» **What needs to be done**
In the entries, find all lines that hold the word "path" and copy them.

Stored data entries:
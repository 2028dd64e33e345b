//! # API Error Type
//!
//! Unified error type for console commands, plus the fatal startup error.
//!
//! ## Error Handling Strategy
//! ```text
//! ┌─────────────────────────────────────────────────────────────────────────┐
//! │                    Error Flow in Stockroom                              │
//! │                                                                         │
//! │  Console                     Commands                                   │
//! │  ───────                     ────────                                   │
//! │                                                                         │
//! │  sell                                                                   │
//! │         │                                                               │
//! │         ▼                                                               │
//! │  ┌──────────────────────────────────────────────────────────────────┐  │
//! │  │  Command Function                                                │  │
//! │  │  Result<T, ApiError>                                             │  │
//! │  │         │                                                        │  │
//! │  │         ▼                                                        │  │
//! │  │  Login refused? ───── AUTHENTICATION_DENIED ───┐               │  │
//! │  │         │                                      │               │  │
//! │  │         ▼                                      ▼               │  │
//! │  │  Bad field? ───────── VALIDATION_ERROR ────── ApiError ───────►│  │
//! │  │         │                                      ▲               │  │
//! │  │         ▼                                      │               │  │
//! │  │  Database failed? ─── STORAGE_ERROR ───────────┘               │  │
//! │  └──────────────────────────────────────────────────────────────────┘  │
//! │                                                                         │
//! │  AUTHENTICATION_DENIED → ask for credentials again                     │
//! │  VALIDATION_ERROR      → keep the form, re-prompt `field`              │
//! │  STORAGE_ERROR         → show message, drop the submission             │
//! └─────────────────────────────────────────────────────────────────────────┘
//! ```
//!
//! `StartupError` is different: the app cannot run without its database,
//! so it ends the process with exit status 1.

use serde::Serialize;
use std::path::PathBuf;
use thiserror::Error;

use stockroom_core::ValidationError;
use stockroom_db::DbError;

/// Message shown when a login is refused.
pub const INVALID_CREDENTIALS: &str = "Invalid username or password.";

/// API error returned from commands.
///
/// ## Serialization
/// ```json
/// {
///   "code": "VALIDATION_ERROR",
///   "message": "quantity must be positive",
///   "field": "quantity"
/// }
/// ```
#[derive(Debug, Clone, PartialEq, Eq, Serialize)]
#[serde(rename_all = "camelCase")]
pub struct ApiError {
    /// Machine-readable error code for programmatic handling
    pub code: ErrorCode,

    /// Human-readable error message for display
    pub message: String,

    /// Offending form field, for validation errors
    #[serde(skip_serializing_if = "Option::is_none")]
    pub field: Option<String>,
}

/// Error codes for command responses.
#[derive(Debug, Clone, Copy, PartialEq, Eq, Serialize)]
#[serde(rename_all = "SCREAMING_SNAKE_CASE")]
pub enum ErrorCode {
    /// Credentials did not match
    AuthenticationDenied,

    /// Form input rejected; nothing was written
    ValidationError,

    /// The database could not complete the operation
    StorageError,
}

impl ApiError {
    /// Creates a new API error.
    pub fn new(code: ErrorCode, message: impl Into<String>) -> Self {
        ApiError {
            code,
            message: message.into(),
            field: None,
        }
    }

    /// Creates an authentication error.
    pub fn denied(message: impl Into<String>) -> Self {
        ApiError::new(ErrorCode::AuthenticationDenied, message)
    }

    /// Creates a validation error for a named field.
    pub fn validation(field: impl Into<String>, message: impl Into<String>) -> Self {
        ApiError {
            field: Some(field.into()),
            ..ApiError::new(ErrorCode::ValidationError, message)
        }
    }

    /// Creates a storage error.
    pub fn storage(message: impl Into<String>) -> Self {
        ApiError::new(ErrorCode::StorageError, message)
    }
}

/// Converts form validation errors to API errors.
impl From<ValidationError> for ApiError {
    fn from(err: ValidationError) -> Self {
        ApiError::validation(err.field(), err.to_string())
    }
}

/// Converts database errors to API errors.
impl From<DbError> for ApiError {
    fn from(err: DbError) -> Self {
        match err {
            DbError::Validation(e) => ApiError::from(e),
            DbError::ConnectionFailed(e) => {
                tracing::error!("Database connection failed: {}", e);
                ApiError::storage("Database connection failed")
            }
            DbError::SchemaFailed(e) => {
                tracing::error!("Database schema unavailable: {}", e);
                ApiError::storage("Database tables are unavailable")
            }
            DbError::QueryFailed(e) => {
                // Log the actual error but return a generic message
                tracing::error!("Database query failed: {}", e);
                ApiError::storage("Failed to save or load data")
            }
            DbError::PoolExhausted => ApiError::storage("Database is busy"),
            DbError::Internal(e) => {
                tracing::error!("Internal database error: {}", e);
                ApiError::storage("Database operation failed")
            }
        }
    }
}

impl std::fmt::Display for ApiError {
    fn fmt(&self, f: &mut std::fmt::Formatter<'_>) -> std::fmt::Result {
        write!(f, "[{:?}] {}", self.code, self.message)
    }
}

impl std::error::Error for ApiError {}

/// Fatal errors that stop the app.
#[derive(Debug, Error)]
pub enum StartupError {
    /// The database file could not be opened or its tables created.
    #[error("could not open database at {}: {source}", .path.display())]
    Database {
        path: PathBuf,
        #[source]
        source: DbError,
    },

    /// The product image directory could not be created.
    #[error("could not create image directory {}: {source}", .path.display())]
    ImageDir {
        path: PathBuf,
        #[source]
        source: std::io::Error,
    },

    /// Reading the operator's input or writing the prompt failed.
    #[error("console I/O failed: {0}")]
    Io(#[from] std::io::Error),
}
//! # Sales Repository
//!
//! Append-only log of sales to customers.
//!
//! ## Sale Lifecycle
//! ```text
//! ┌─────────────────────────────────────────────────────────────────────────┐
//! │                       Sale Lifecycle                                    │
//! │                                                                         │
//! │  1. VALIDATE                                                           │
//! │     └── SaleForm::validate() → NewSale                                 │
//! │                                                                         │
//! │  2. RECORD                                                             │
//! │     └── insert_validated() → one row, total and sold_at filled in      │
//! │                                                                         │
//! │  There is no draft, void, or edit step: a recorded sale is final.      │
//! │                                                                         │
//! └─────────────────────────────────────────────────────────────────────────┘
//! ```
//!
//! Product names are free text here. A sale for a product missing from
//! the master list is still recorded.

use chrono::Utc;
use sqlx::SqlitePool;
use tracing::debug;

use crate::error::DbResult;
use stockroom_core::forms::{NewSale, SaleForm};
use stockroom_core::{RecordId, SaleRecord};

/// Repository for the `sales` table.
#[derive(Debug, Clone)]
pub struct SalesRepository {
    pool: SqlitePool,
}

impl SalesRepository {
    /// Creates a new SalesRepository.
    pub fn new(pool: SqlitePool) -> Self {
        SalesRepository { pool }
    }

    /// Validates a sale form and records it.
    ///
    /// ## Returns
    /// * `Ok(RecordId)` - Id of the new row
    /// * `Err(DbError::Validation)` - Bad input, no row written
    /// * `Err(_)` - Storage failure
    pub async fn insert(&self, form: &SaleForm) -> DbResult<RecordId> {
        let sale = form.validate()?;
        self.insert_validated(&sale).await
    }

    /// Records an already validated sale.
    pub async fn insert_validated(&self, sale: &NewSale) -> DbResult<RecordId> {
        debug!(
            customer = %sale.customer_name,
            product = %sale.product_name,
            quantity = sale.quantity,
            "Inserting sale"
        );

        let result = sqlx::query(
            r#"
            INSERT INTO sales (
                product_name, customer_name, quantity, unit_of_measurement,
                unit_price_cents, tax_rate_bps, total_cents, sold_at
            ) VALUES (?1, ?2, ?3, ?4, ?5, ?6, ?7, ?8)
            "#,
        )
        .bind(&sale.product_name)
        .bind(&sale.customer_name)
        .bind(sale.quantity)
        .bind(sale.unit)
        .bind(sale.unit_price.cents())
        .bind(sale.tax_rate.bps())
        .bind(sale.total().cents())
        .bind(Utc::now())
        .execute(&self.pool)
        .await?;

        let id = result.last_insert_rowid();
        debug!(id, "Sale recorded");
        Ok(id)
    }

    /// Lists every sale in insertion order.
    pub async fn list_all(&self) -> DbResult<Vec<SaleRecord>> {
        let sales = sqlx::query_as::<_, SaleRecord>(
            r#"
            SELECT
                id,
                customer_name,
                product_name,
                quantity,
                unit_of_measurement AS unit,
                unit_price_cents,
                tax_rate_bps,
                total_cents,
                sold_at
            FROM sales
            ORDER BY id
            "#,
        )
        .fetch_all(&self.pool)
        .await?;

        debug!(count = sales.len(), "Listed sales");
        Ok(sales)
    }

    /// Counts sales (for diagnostics).
    pub async fn count(&self) -> DbResult<i64> {
        let count: i64 = sqlx::query_scalar("SELECT COUNT(*) FROM sales")
            .fetch_one(&self.pool)
            .await?;

        Ok(count)
    }
}

#[cfg(test)]
mod tests {
    use super::*;
    use crate::error::DbError;
    use crate::pool::{Database, DbConfig};
    use stockroom_core::{UnitOfMeasure, ValidationError};

    async fn repo() -> SalesRepository {
        Database::open(DbConfig::in_memory()).await.unwrap().sales()
    }

    fn form(customer: &str, product: &str, qty: &str, price: &str) -> SaleForm {
        SaleForm {
            customer_name: customer.to_string(),
            product_name: product.to_string(),
            quantity: qty.to_string(),
            unit: "kg".to_string(),
            unit_price: price.to_string(),
            tax_percent: String::new(),
        }
    }

    #[tokio::test]
    async fn test_insert_then_list_returns_row() {
        let repo = repo().await;
        let before = Utc::now();

        let id = repo.insert(&form("Jane", "Rice", "2", "3.10")).await.unwrap();

        let sales = repo.list_all().await.unwrap();
        assert_eq!(sales.len(), 1);
        let sale = &sales[0];
        assert_eq!(sale.id, id);
        assert_eq!(sale.customer_name, "Jane");
        assert_eq!(sale.product_name, "Rice");
        assert_eq!(sale.quantity, 2);
        assert_eq!(sale.unit, UnitOfMeasure::Kg);
        assert_eq!(sale.unit_price_cents, 310);
        assert_eq!(sale.total_cents, 620);
        assert!(sale.sold_at >= before);
    }

    #[tokio::test]
    async fn test_append_only_in_insertion_order() {
        let repo = repo().await;

        repo.insert(&form("Jane", "Rice", "2", "3.10")).await.unwrap();
        let snapshot = repo.list_all().await.unwrap();
        repo.insert(&form("Sam", "Flour", "1", "4")).await.unwrap();
        repo.insert(&form("Ali", "Sugar", "5", "1.25")).await.unwrap();

        let sales = repo.list_all().await.unwrap();
        let customers: Vec<&str> = sales.iter().map(|s| s.customer_name.as_str()).collect();
        assert_eq!(customers, ["Jane", "Sam", "Ali"]);
        assert_eq!(sales[0], snapshot[0]);
        assert!(sales.windows(2).all(|w| w[0].id < w[1].id));
    }

    #[tokio::test]
    async fn test_product_need_not_exist_in_master() {
        let db = Database::open(DbConfig::in_memory()).await.unwrap();

        db.sales()
            .insert(&form("Jane", "Unlisted thing", "1", "1"))
            .await
            .unwrap();

        assert_eq!(db.products().count().await.unwrap(), 0);
        assert_eq!(db.sales().count().await.unwrap(), 1);
    }

    #[tokio::test]
    async fn test_zero_quantity_writes_nothing() {
        let repo = repo().await;

        let err = repo.insert(&form("Jane", "Rice", "0", "3")).await.unwrap_err();

        assert!(matches!(
            err,
            DbError::Validation(ValidationError::MustBePositive { .. })
        ));
        assert_eq!(repo.count().await.unwrap(), 0);
    }

    #[tokio::test]
    async fn test_non_numeric_price_writes_nothing() {
        let repo = repo().await;

        let err = repo.insert(&form("Jane", "Rice", "1", "abc")).await.unwrap_err();

        match err {
            DbError::Validation(e) => assert_eq!(e.field(), "unit_price"),
            other => panic!("expected validation error, got {other:?}"),
        }
        assert!(repo.list_all().await.unwrap().is_empty());
    }

    #[tokio::test]
    async fn test_unknown_unit_rejected() {
        let repo = repo().await;
        let mut input = form("Jane", "Rice", "1", "1");
        input.unit = "bushels".to_string();

        let err = repo.insert(&input).await.unwrap_err();

        assert!(matches!(
            err,
            DbError::Validation(ValidationError::NotAllowed { .. })
        ));
    }
}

» **Answer space**
use std::path::PathBuf;
    #[error("could not open database at {}: {source}", .path.display())]
        path: PathBuf,
    #[error("could not create image directory {}: {source}", .path.display())]
        path: PathBuf,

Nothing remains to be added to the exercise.